═════ Data to process

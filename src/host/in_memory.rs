//! An in-process host implementing every capability port.
//!
//! State is plain memory behind locks: style elements are strings with a
//! disabled flag, the settings store is a map guarded by the registered
//! validators, the editor is an action list with chord dispatch. Commits
//! publish `SettingsChangedEvent`s over a broadcast channel exactly like
//! a real host would after a settings panel save.

use std::collections::HashMap;
use std::sync::atomic::{AtomicBool, Ordering};
use std::sync::{Arc, RwLock};

use async_trait::async_trait;
use serde_json::Value as JsonValue;
use tokio::sync::broadcast;
use tracing::debug;

use crate::ports::context::{HostContext, HostEnvironment};
use crate::ports::editor::{EditorAction, EditorError, EditorHandle, EditorService, KeyChord};
use crate::ports::remote::RemoteFileBridge;
use crate::ports::settings::{
    SchemaEntry, SettingKey, SettingsChangedEvent, SettingsError, SettingsService,
    SettingsSnapshot,
};
use crate::ports::theme::{StyleHandle, StyleId, ThemeError, ThemeService};

const EVENT_CHANNEL_CAPACITY: usize = 16;

/// A style element backed by a string and a disabled flag.
pub struct InMemoryStyle {
    id: StyleId,
    css: RwLock<String>,
    disabled: AtomicBool,
}

impl InMemoryStyle {
    /// Creates a new enabled style element.
    pub fn new(initial_css: &str) -> Self {
        InMemoryStyle {
            id: StyleId::new(),
            css: RwLock::new(initial_css.to_string()),
            disabled: AtomicBool::new(false),
        }
    }
}

impl StyleHandle for InMemoryStyle {
    fn id(&self) -> StyleId {
        self.id
    }

    fn set_css(&self, css: &str) {
        *self.css.write().unwrap() = css.to_string();
    }

    fn css(&self) -> String {
        self.css.read().unwrap().clone()
    }

    fn set_disabled(&self, disabled: bool) {
        self.disabled.store(disabled, Ordering::SeqCst);
    }

    fn is_disabled(&self) -> bool {
        self.disabled.load(Ordering::SeqCst)
    }
}

/// Theming service handing out in-memory style elements.
#[derive(Default)]
pub struct InMemoryTheme {
    styles: RwLock<Vec<Arc<InMemoryStyle>>>,
}

impl InMemoryTheme {
    /// Counts the style elements created so far.
    pub fn style_count(&self) -> usize {
        self.styles.read().unwrap().len()
    }
}

#[async_trait]
impl ThemeService for InMemoryTheme {
    async fn add_styles(&self, initial_css: &str) -> Result<Arc<dyn StyleHandle>, ThemeError> {
        let style = Arc::new(InMemoryStyle::new(initial_css));
        debug!("Created style element {}", style.id());
        self.styles.write().unwrap().push(style.clone());
        Ok(style)
    }
}

/// Settings store guarded by the registered validators.
pub struct InMemorySettings {
    values: RwLock<HashMap<SettingKey, JsonValue>>,
    schema: RwLock<Vec<SchemaEntry>>,
    events: broadcast::Sender<SettingsChangedEvent>,
}

impl InMemorySettings {
    fn new() -> Self {
        let (events, _) = broadcast::channel(EVENT_CHANNEL_CAPACITY);
        InMemorySettings {
            values: RwLock::new(HashMap::new()),
            schema: RwLock::new(Vec::new()),
            events,
        }
    }

    /// Writes a value without validation and without publishing an event,
    /// like persisted state present before the host starts.
    pub fn seed(&self, key: SettingKey, value: JsonValue) {
        self.values.write().unwrap().insert(key, value);
    }

    /// Commits values the way a settings panel save does: validators run
    /// first, then the store is written and one event is published.
    pub fn commit(&self, changes: Vec<(SettingKey, JsonValue)>) -> Result<(), SettingsError> {
        {
            let schema = self.schema.read().unwrap();
            for (key, value) in &changes {
                for entry in schema.iter().filter(|entry| &entry.field.key == key) {
                    if let Some(validator) = entry.validator.as_ref() {
                        let issues = validator(key, value);
                        if !issues.is_empty() {
                            return Err(SettingsError::Validation {
                                key: key.clone(),
                                issues,
                            });
                        }
                    }
                }
            }
        }
        let changed_keys: Vec<SettingKey> = changes.iter().map(|(key, _)| key.clone()).collect();
        {
            let mut values = self.values.write().unwrap();
            for (key, value) in changes {
                values.insert(key, value);
            }
        }
        debug!("Settings commit wrote {} keys", changed_keys.len());
        let event = SettingsChangedEvent::new(changed_keys, self.build_snapshot());
        // Nobody listening is fine.
        let _ = self.events.send(event);
        Ok(())
    }

    /// Lists the keys currently covered by the schema.
    pub fn schema_keys(&self) -> Vec<SettingKey> {
        self.schema
            .read()
            .unwrap()
            .iter()
            .map(|entry| entry.field.key.clone())
            .collect()
    }

    fn build_snapshot(&self) -> SettingsSnapshot {
        let mut snapshot: SettingsSnapshot = self
            .schema
            .read()
            .unwrap()
            .iter()
            .map(|entry| (entry.field.key.clone(), entry.field.default.clone()))
            .collect();
        for (key, value) in self.values.read().unwrap().iter() {
            snapshot.insert(key.clone(), value.clone());
        }
        snapshot
    }
}

#[async_trait]
impl SettingsService for InMemorySettings {
    async fn change_schema(&self, entries: Vec<SchemaEntry>) -> Result<(), SettingsError> {
        let mut schema = self.schema.write().unwrap();
        for entry in entries {
            // Re-registration replaces the previous entry for the key.
            schema.retain(|existing| existing.field.key != entry.field.key);
            debug!("Schema entry registered for '{}'", entry.field.key);
            schema.push(entry);
        }
        Ok(())
    }

    fn setting(&self, key: &SettingKey) -> Option<JsonValue> {
        if let Some(value) = self.values.read().unwrap().get(key) {
            return Some(value.clone());
        }
        self.schema
            .read()
            .unwrap()
            .iter()
            .find(|entry| &entry.field.key == key)
            .map(|entry| entry.field.default.clone())
    }

    fn snapshot(&self) -> SettingsSnapshot {
        self.build_snapshot()
    }

    fn subscribe(&self) -> broadcast::Receiver<SettingsChangedEvent> {
        self.events.subscribe()
    }
}

/// Action list shared between the editor service and chord dispatch.
#[derive(Default)]
struct ActionRegistry {
    actions: RwLock<Vec<EditorAction>>,
}

impl ActionRegistry {
    fn dispatch(&self, pressed: KeyChord) -> usize {
        // Collect first so callbacks run without the lock held.
        let matching: Vec<EditorAction> = self
            .actions
            .read()
            .unwrap()
            .iter()
            .filter(|action| {
                action
                    .keybinding
                    .map(|binding| binding.matches(&pressed))
                    .unwrap_or(false)
            })
            .cloned()
            .collect();
        for action in &matching {
            (action.run)();
        }
        matching.len()
    }

    fn action_ids(&self) -> Vec<String> {
        self.actions
            .read()
            .unwrap()
            .iter()
            .map(|action| action.id.clone())
            .collect()
    }
}

impl EditorHandle for ActionRegistry {
    fn add_action(&self, action: EditorAction) -> Result<(), EditorError> {
        let mut actions = self.actions.write().unwrap();
        if actions.iter().any(|existing| existing.id == action.id) {
            return Err(EditorError::ActionRejected {
                id: action.id,
                reason: "duplicate action id".to_string(),
            });
        }
        debug!("Editor action '{}' contributed", action.id);
        actions.push(action);
        Ok(())
    }
}

/// Editor service whose surface is ready immediately.
pub struct InMemoryEditor {
    registry: Arc<ActionRegistry>,
}

impl InMemoryEditor {
    fn new() -> Self {
        InMemoryEditor {
            registry: Arc::new(ActionRegistry::default()),
        }
    }

    /// Simulates a chord press and returns how many actions ran.
    pub fn press(&self, chord: KeyChord) -> usize {
        self.registry.dispatch(chord)
    }

    /// Lists the contributed action ids.
    pub fn action_ids(&self) -> Vec<String> {
        self.registry.action_ids()
    }
}

#[async_trait]
impl EditorService for InMemoryEditor {
    async fn when_ready(&self) -> Result<Arc<dyn EditorHandle>, EditorError> {
        Ok(self.registry.clone())
    }
}

/// The in-process host bundling all capability ports.
pub struct InMemoryHost {
    environment: HostEnvironment,
    theme: Arc<InMemoryTheme>,
    settings: Arc<InMemorySettings>,
    editor: Arc<InMemoryEditor>,
    bridge: Option<Arc<dyn RemoteFileBridge>>,
}

impl InMemoryHost {
    /// Creates a host with direct filesystem access.
    pub fn native() -> Self {
        Self::with_environment(HostEnvironment::Native, None)
    }

    /// Creates a sandboxed host, optionally offering a file bridge.
    pub fn sandboxed(bridge: Option<Arc<dyn RemoteFileBridge>>) -> Self {
        Self::with_environment(HostEnvironment::Sandboxed, bridge)
    }

    /// Creates a host for an explicit environment and bridge combination.
    pub fn with_environment(
        environment: HostEnvironment,
        bridge: Option<Arc<dyn RemoteFileBridge>>,
    ) -> Self {
        InMemoryHost {
            environment,
            theme: Arc::new(InMemoryTheme::default()),
            settings: Arc::new(InMemorySettings::new()),
            editor: Arc::new(InMemoryEditor::new()),
            bridge,
        }
    }

    /// Writes persisted state present before extensions register.
    pub fn seed_setting(&self, key: SettingKey, value: JsonValue) {
        self.settings.seed(key, value);
    }

    /// Commits one setting the way a settings panel save does.
    pub async fn commit_setting(
        &self,
        key: SettingKey,
        value: JsonValue,
    ) -> Result<(), SettingsError> {
        self.settings.commit(vec![(key, value)])
    }

    /// Commits several settings as one change event.
    pub async fn commit_settings(
        &self,
        changes: Vec<(SettingKey, JsonValue)>,
    ) -> Result<(), SettingsError> {
        self.settings.commit(changes)
    }

    /// Lists the keys currently covered by the settings schema.
    pub fn schema_keys(&self) -> Vec<SettingKey> {
        self.settings.schema_keys()
    }

    /// Simulates a chord press and returns how many actions ran.
    pub fn press(&self, chord: KeyChord) -> usize {
        self.editor.press(chord)
    }

    /// Lists the contributed editor action ids.
    pub fn action_ids(&self) -> Vec<String> {
        self.editor.action_ids()
    }

    /// Counts the style elements created so far.
    pub fn style_count(&self) -> usize {
        self.theme.style_count()
    }
}

impl HostContext for InMemoryHost {
    fn environment(&self) -> HostEnvironment {
        self.environment
    }

    fn theme(&self) -> Arc<dyn ThemeService> {
        self.theme.clone()
    }

    fn settings(&self) -> Arc<dyn SettingsService> {
        self.settings.clone()
    }

    fn editor(&self) -> Arc<dyn EditorService> {
        self.editor.clone()
    }

    fn remote_files(&self) -> Option<Arc<dyn RemoteFileBridge>> {
        self.bridge.clone()
    }
}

══════════

* _Directions_
Where a line in the data contains the string "Lists", add it to your count, and give only the final number.

* _Output for this exercise_
4